Ganz große Oper - und doch ganz selten zu sehen. Warum „Boris Godunow“ hierzulande so selten die Spielpläne regiert, bleibt ein Rätsel. Gewiss: Mussorgskys Meisteroper ist auch für gute Häuser ein Kraftakt, aber ist das die „Götterdämmerung“ nicht?

Sei’s drum, Dortmund traut sich. Und auch wenn man kein Prophet sein muss, um vorauszusehen, dass der „Boris“ auch künftig fürs Publikum des Westens nie die Magnetwirkung eines Wagner oder Puccini haben wird: Geglückt ist ein Coup, musikalisch ein Hochgenuss, szenisch respektabel.

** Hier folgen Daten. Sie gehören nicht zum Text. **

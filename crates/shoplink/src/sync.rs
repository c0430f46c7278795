//! Periodic sync entry points: recent orders and daily ad spend.

use chrono::NaiveDate;
use thiserror::Error;
use tracing::{info, instrument, warn};

use crate::pipeline::{Fetcher, WriteSummary, reconcile_order};
use crate::sources::{AdSpend, MarketplaceOrders, SourceError, SupplierOrders};
use crate::store::{LedgerStore, StoreError};

/// Errors from a sync run.
///
/// Only the listing call and persistence are fatal; per-order reconciliation
/// failures are absorbed into the report.
#[derive(Debug, Error)]
pub enum SyncError {
    #[error(transparent)]
    Source(#[from] SourceError),

    #[error(transparent)]
    Store(#[from] StoreError),
}

/// Counters from one order sync run.
#[derive(Debug, Default, Clone, Copy, PartialEq, Eq)]
pub struct SyncReport {
    /// Storefront orders stored or refreshed.
    pub orders_synced: usize,
    /// Orders that failed to persist or reconcile and were skipped.
    pub failures: usize,
    /// Aggregate persistence counters across all orders.
    pub writes: WriteSummary,
}

/// Sync the newest storefront orders and reconcile each against the
/// supplier.
///
/// Safe to re-run at any cadence: every write is an idempotent upsert.
///
/// # Errors
///
/// Returns `SyncError::Source` if the order listing itself fails.
#[instrument(skip(marketplace, fetcher, store))]
pub async fn sync_orders<M, S, L>(
    marketplace: &M,
    fetcher: &Fetcher<S>,
    store: &L,
    limit: usize,
) -> Result<SyncReport, SyncError>
where
    M: MarketplaceOrders,
    S: SupplierOrders,
    L: LedgerStore + ?Sized,
{
    let orders = marketplace.list_orders(limit).await?;
    let mut report = SyncReport::default();

    for order in &orders {
        let result = async {
            store.upsert_storefront_order(order).await?;
            reconcile_order(store, fetcher, order).await
        }
        .await;
        match result {
            Ok(summary) => {
                report.orders_synced += 1;
                report.writes.absorb(summary);
            }
            Err(err) => {
                warn!(order_id = %order.id, error = %err, "order skipped");
                report.failures += 1;
            }
        }
    }

    info!(
        orders = report.orders_synced,
        failures = report.failures,
        linked = report.writes.linked,
        "order sync finished"
    );
    Ok(report)
}

/// Sync daily ad spend aggregates for an inclusive date range.
///
/// Each day's aggregate replaces any stored one wholesale, so a re-sync
/// picks up late-arriving attribution adjustments.
///
/// # Errors
///
/// Returns `SyncError` on the first day that fails to fetch or persist.
#[instrument(skip(ads, store))]
pub async fn sync_spend<A, L>(
    ads: &A,
    store: &L,
    from: NaiveDate,
    to: NaiveDate,
) -> Result<usize, SyncError>
where
    A: AdSpend,
    L: LedgerStore + ?Sized,
{
    let mut days = 0;
    let mut date = from;
    while date <= to {
        let spend = ads.daily_spend(date).await?;
        store.upsert_daily_spend(&spend).await?;
        days += 1;
        match date.succ_opt() {
            Some(next) => date = next,
            None => break,
        }
    }

    info!(days, "spend sync finished");
    Ok(days)
}

#[cfg(test)]
#[allow(clippy::unwrap_used)]
mod tests {
    use super::*;
    use std::sync::Arc;

    use async_trait::async_trait;
    use chrono::{TimeZone, Utc};
    use rust_decimal::Decimal;
    use rust_decimal_macros::dec;

    use shoplink_core::{DisplayNumber, OrderId, SupplierOrderRef};

    use crate::config::FetchConfig;
    use crate::models::{
        DailySpend, FetchedSupplierOrder, Fulfillment, StorefrontOrder, SupplierOrder,
    };
    use crate::store::MemoryStore;

    struct FakeMarketplace {
        orders: Vec<StorefrontOrder>,
    }

    #[async_trait]
    impl MarketplaceOrders for FakeMarketplace {
        async fn list_orders(&self, limit: usize) -> Result<Vec<StorefrontOrder>, SourceError> {
            Ok(self.orders.iter().take(limit).cloned().collect())
        }

        async fn order_by_number(
            &self,
            number: DisplayNumber,
        ) -> Result<Option<StorefrontOrder>, SourceError> {
            Ok(self.orders.iter().find(|o| o.number == number).cloned())
        }

        async fn fulfillments(
            &self,
            _order_id: &OrderId,
        ) -> Result<Vec<Fulfillment>, SourceError> {
            Ok(Vec::new())
        }
    }

    struct FakeSupplier;

    #[async_trait]
    impl SupplierOrders for FakeSupplier {
        async fn get_order(
            &self,
            reference: &SupplierOrderRef,
        ) -> Result<Option<FetchedSupplierOrder>, SourceError> {
            Ok(Some(FetchedSupplierOrder {
                order: SupplierOrder {
                    reference: reference.clone(),
                    status: "Completed".to_string(),
                    total: dec!(20.00),
                    currency: "AUD".to_string(),
                    created_at: Utc.with_ymd_and_hms(2025, 2, 10, 0, 0, 0).unwrap(),
                    payment_status: "Paid".to_string(),
                    storefront_order_id: None,
                },
                items: Vec::new(),
            }))
        }
    }

    fn order(number: i64, note: Option<&str>) -> StorefrontOrder {
        StorefrontOrder {
            id: OrderId::new(format!("gid://shopify/Order/{number}")),
            number: DisplayNumber::new(number),
            email: None,
            total_price: dec!(50.00),
            currency: "AUD".to_string(),
            created_at: Utc.with_ymd_and_hms(2025, 2, 10, 1, 0, 0).unwrap(),
            tags: Vec::new(),
            note: note.map(str::to_string),
            line_items: Vec::new(),
        }
    }

    #[tokio::test]
    async fn test_sync_orders_links_referenced_supplier_orders() {
        let marketplace = FakeMarketplace {
            orders: vec![order(1102, Some("12-34567-89012")), order(1101, None)],
        };
        let fetcher = Fetcher::new(Arc::new(FakeSupplier), FetchConfig::default());
        let store = MemoryStore::new();

        let report = sync_orders(&marketplace, &fetcher, &store, 50).await.unwrap();

        assert_eq!(report.orders_synced, 2);
        assert_eq!(report.failures, 0);
        assert_eq!(report.writes.created, 1);
        assert_eq!(report.writes.linked, 1);

        let stored = store
            .get_supplier_order(&"12-34567-89012".parse().unwrap())
            .await
            .unwrap()
            .unwrap();
        assert_eq!(
            stored.storefront_order_id,
            Some(OrderId::new("gid://shopify/Order/1102"))
        );
    }

    struct FakeAds;

    #[async_trait]
    impl AdSpend for FakeAds {
        async fn daily_spend(&self, date: NaiveDate) -> Result<DailySpend, SourceError> {
            Ok(DailySpend {
                date,
                spend: dec!(20.00),
                impressions: 1000,
                clicks: 40,
            })
        }
    }

    #[tokio::test]
    async fn test_sync_spend_covers_the_inclusive_range() {
        let store = MemoryStore::new();
        let from = NaiveDate::from_ymd_opt(2025, 2, 10).unwrap();
        let to = NaiveDate::from_ymd_opt(2025, 2, 12).unwrap();

        let days = sync_spend(&FakeAds, &store, from, to).await.unwrap();
        assert_eq!(days, 3);

        for date in [from, NaiveDate::from_ymd_opt(2025, 2, 11).unwrap(), to] {
            let spend = store.get_daily_spend(date).await.unwrap().unwrap();
            assert_eq!(spend.spend, Decimal::new(2000, 2));
        }
    }
}
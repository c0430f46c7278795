//! Shoplink CLI - order reconciliation and profitability reports.
//!
//! # Usage
//!
//! ```bash
//! # Apply database migrations
//! shoplink migrate
//!
//! # Sync the newest storefront orders and reconcile supplier references
//! shoplink sync orders --limit 50
//!
//! # Sync daily ad spend for a date range
//! shoplink sync spend --from 2025-02-01 --to 2025-02-10
//!
//! # Backfill history by walking display numbers downward
//! shoplink backfill --floor 1000
//!
//! # Profitability report for a day, a range, or the last N days
//! shoplink report --from 2025-02-10
//! shoplink report --from 2025-02-01 --to 2025-02-10 --json
//! shoplink report --days 30
//!
//! # Fulfillment status for one order
//! shoplink fulfillments --number 1102
//! ```

#![cfg_attr(not(test), forbid(unsafe_code))]

use chrono::NaiveDate;
use clap::{Parser, Subcommand};

mod commands;

#[derive(Parser)]
#[command(name = "shoplink")]
#[command(author, version, about = "Storefront/supplier reconciliation tools")]
struct Cli {
    #[command(subcommand)]
    command: Commands,
}

#[derive(Subcommand)]
enum Commands {
    /// Apply database migrations
    Migrate,
    /// Sync data from external sources
    Sync {
        #[command(subcommand)]
        target: SyncTarget,
    },
    /// Walk display numbers downward, reconciling every order found
    Backfill {
        /// Display number to start from (default: the newest order)
        #[arg(long)]
        start: Option<i64>,

        /// Lowest display number to visit, inclusive
        #[arg(long)]
        floor: i64,
    },
    /// Profitability report for a date range or a lookback window
    Report {
        /// First (or only) day of an explicit range
        #[arg(long, conflicts_with = "days")]
        from: Option<NaiveDate>,

        /// Last day of the range; omit for a single-day report
        #[arg(long, requires = "from", conflicts_with = "days")]
        to: Option<NaiveDate>,

        /// Report the last N days ending today (default 7 when no range
        /// is given)
        #[arg(long)]
        days: Option<u32>,

        /// Emit JSON instead of the text summary
        #[arg(long)]
        json: bool,
    },
    /// Show fulfillment records for one storefront order
    Fulfillments {
        /// Display number of the order
        #[arg(long)]
        number: i64,
    },
}

#[derive(Subcommand)]
enum SyncTarget {
    /// Sync the newest storefront orders and reconcile their references
    Orders {
        /// How many of the newest orders to sync
        #[arg(long, default_value_t = 50)]
        limit: usize,
    },
    /// Sync daily ad spend aggregates
    Spend {
        /// First day, inclusive
        #[arg(long)]
        from: NaiveDate,

        /// Last day, inclusive (default: same as --from)
        #[arg(long)]
        to: Option<NaiveDate>,
    },
}

#[tokio::main]
async fn main() {
    // Initialize tracing
    tracing_subscriber::fmt()
        .with_env_filter(
            tracing_subscriber::EnvFilter::try_from_default_env()
                .unwrap_or_else(|_| tracing_subscriber::EnvFilter::new("info")),
        )
        .init();

    let cli = Cli::parse();

    let result: Result<(), Box<dyn std::error::Error>> = run(cli).await;

    if let Err(e) = result {
        tracing::error!("Command failed: {e}");
        std::process::exit(1);
    }
}

async fn run(cli: Cli) -> Result<(), Box<dyn std::error::Error>> {
    match cli.command {
        Commands::Migrate => commands::migrate::run().await?,
        Commands::Sync { target } => match target {
            SyncTarget::Orders { limit } => commands::sync::orders(limit).await?,
            SyncTarget::Spend { from, to } => {
                commands::sync::spend(from, to.unwrap_or(from)).await?;
            }
        },
        Commands::Backfill { start, floor } => commands::backfill::run(start, floor).await?,
        Commands::Report {
            from,
            to,
            days,
            json,
        } => {
            commands::report::run(from, to, days, json).await?;
        }
        Commands::Fulfillments { number } => commands::fulfillments::run(number).await?,
    }
    Ok(())
}
//! End-to-end reconciliation: sync, retry, backfill, and idempotent re-runs.

#![allow(clippy::unwrap_used)]

use std::sync::Arc;
use std::sync::atomic::Ordering;
use std::time::Duration;

use rust_decimal_macros::dec;
use tokio_util::sync::CancellationToken;

use shoplink::config::FetchConfig;
use shoplink::pipeline::{BackfillWalker, Fetcher};
use shoplink::store::{LedgerStore, MemoryStore};
use shoplink::sync::sync_orders;
use shoplink_core::{DisplayNumber, OrderId, SupplierOrderRef};

use shoplink_integration_tests::{
    FakeMarketplace, ScriptedSupplier, SupplierScript, storefront_order, supplier_order,
};

fn reference(value: &str) -> SupplierOrderRef {
    value.parse().unwrap()
}

fn fast_retries() -> FetchConfig {
    FetchConfig {
        max_attempts: 3,
        base_delay: Duration::from_millis(1),
        multiplier: 2,
        concurrency: 10,
    }
}

#[tokio::test]
async fn sync_links_references_and_rerun_changes_nothing() {
    let marketplace = FakeMarketplace::with_orders(vec![
        storefront_order(1102, dec!(100.00), Some("shipped via 12-34567-89012")),
        storefront_order(1103, dec!(75.00), None),
    ]);
    let supplier = Arc::new(ScriptedSupplier::new(vec![(
        reference("12-34567-89012"),
        SupplierScript::Order(supplier_order("12-34567-89012", dec!(40.00))),
    )]));
    let fetcher = Fetcher::new(Arc::clone(&supplier), fast_retries());
    let store = MemoryStore::new();

    let first = sync_orders(&marketplace, &fetcher, &store, 50).await.unwrap();
    assert_eq!(first.orders_synced, 2);
    assert_eq!(first.writes.created, 1);
    assert_eq!(first.writes.linked, 1);

    let stored = store
        .get_supplier_order(&reference("12-34567-89012"))
        .await
        .unwrap()
        .unwrap();
    assert_eq!(
        stored.storefront_order_id,
        Some(OrderId::new("gid://shopify/Order/1102"))
    );

    // The second run refreshes in place and confirms the existing link.
    let second = sync_orders(&marketplace, &fetcher, &store, 50).await.unwrap();
    assert_eq!(second.writes.created, 0);
    assert_eq!(second.writes.updated, 1);
    assert_eq!(second.writes.already_linked, 1);
}

#[tokio::test]
async fn transient_supplier_failures_recover_within_one_sync() {
    let marketplace = FakeMarketplace::with_orders(vec![storefront_order(
        1102,
        dec!(100.00),
        Some("12-34567-89012"),
    )]);
    let supplier = Arc::new(ScriptedSupplier::new(vec![(
        reference("12-34567-89012"),
        SupplierScript::FlakyThenOrder(2, supplier_order("12-34567-89012", dec!(40.00))),
    )]));
    let fetcher = Fetcher::new(Arc::clone(&supplier), fast_retries());
    let store = MemoryStore::new();

    let report = sync_orders(&marketplace, &fetcher, &store, 50).await.unwrap();

    assert_eq!(report.writes.linked, 1);
    assert_eq!(report.writes.failed, 0);
    assert_eq!(supplier.calls.load(Ordering::SeqCst), 3);
}

#[tokio::test]
async fn missing_references_stay_candidates_without_storing_anything() {
    let marketplace = FakeMarketplace::with_orders(vec![storefront_order(
        1102,
        dec!(100.00),
        Some("12-34567-89012 and 99-00000-11111"),
    )]);
    let supplier = Arc::new(ScriptedSupplier::new(vec![
        (
            reference("12-34567-89012"),
            SupplierScript::Order(supplier_order("12-34567-89012", dec!(40.00))),
        ),
        (reference("99-00000-11111"), SupplierScript::Missing),
    ]));
    let fetcher = Fetcher::new(Arc::clone(&supplier), fast_retries());
    let store = MemoryStore::new();

    let report = sync_orders(&marketplace, &fetcher, &store, 50).await.unwrap();

    assert_eq!(report.writes.linked, 1);
    assert_eq!(report.writes.absent, 1);
    assert!(
        store
            .get_supplier_order(&reference("99-00000-11111"))
            .await
            .unwrap()
            .is_none()
    );
}

#[tokio::test]
async fn backfill_walks_gaps_and_is_resumable() {
    // 1101 is a gap in the display-number sequence.
    let marketplace = FakeMarketplace::with_orders(vec![
        storefront_order(1100, dec!(50.00), Some("12-34567-89012")),
        storefront_order(1102, dec!(60.00), Some("12-34567-89013")),
    ]);
    let supplier = Arc::new(ScriptedSupplier::new(vec![
        (
            reference("12-34567-89012"),
            SupplierScript::Order(supplier_order("12-34567-89012", dec!(20.00))),
        ),
        (
            reference("12-34567-89013"),
            SupplierScript::Order(supplier_order("12-34567-89013", dec!(25.00))),
        ),
    ]));
    let fetcher = Fetcher::new(Arc::clone(&supplier), fast_retries());
    let store = MemoryStore::new();
    let walker = BackfillWalker::new(&marketplace, &fetcher, &store, DisplayNumber::new(1100));

    let report = walker.run(None, &CancellationToken::new()).await.unwrap();
    assert_eq!(report.visited, 3);
    assert_eq!(report.gaps, 1);
    assert_eq!(report.reconciled, 2);
    assert_eq!(report.writes.linked, 2);

    // Rerunning the same walk only confirms what is already stored.
    let rerun = walker.run(None, &CancellationToken::new()).await.unwrap();
    assert_eq!(rerun.writes.linked, 0);
    assert_eq!(rerun.writes.already_linked, 2);
}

Effektbewusster Pyrotechniker

Leicht hatte es dieser Brocken des europäischen Musiktheaters nie. Der arme Komponist eckte an, die schroffen Orchesterfarben war seiner Zeit hoffnungslos voraus. Heute dürfen wir die Ohren spitzen, wie feinnervig das dauerversoffene Genie Mussorgsky Motivtechniken beherrschte, wir hören den stilsicheren Genremaler und den effektbewussten Pyrotechniker.

Jac van Steen erliegt mit Dortmunds gut aufgelegten Philharmonikern nie dem Reiz des Plakativen. Noch im großen Ausbruch wirkt die Musik in ihrer gewalttätigen Schönheit konturiert. Eben darum, geht ihr trotz epischer drei Stunden nie der dramatische Atem aus. Steen und die Philharmoniker sind im jubelnden Schlussapplaus zweifellos die Helden des Abends.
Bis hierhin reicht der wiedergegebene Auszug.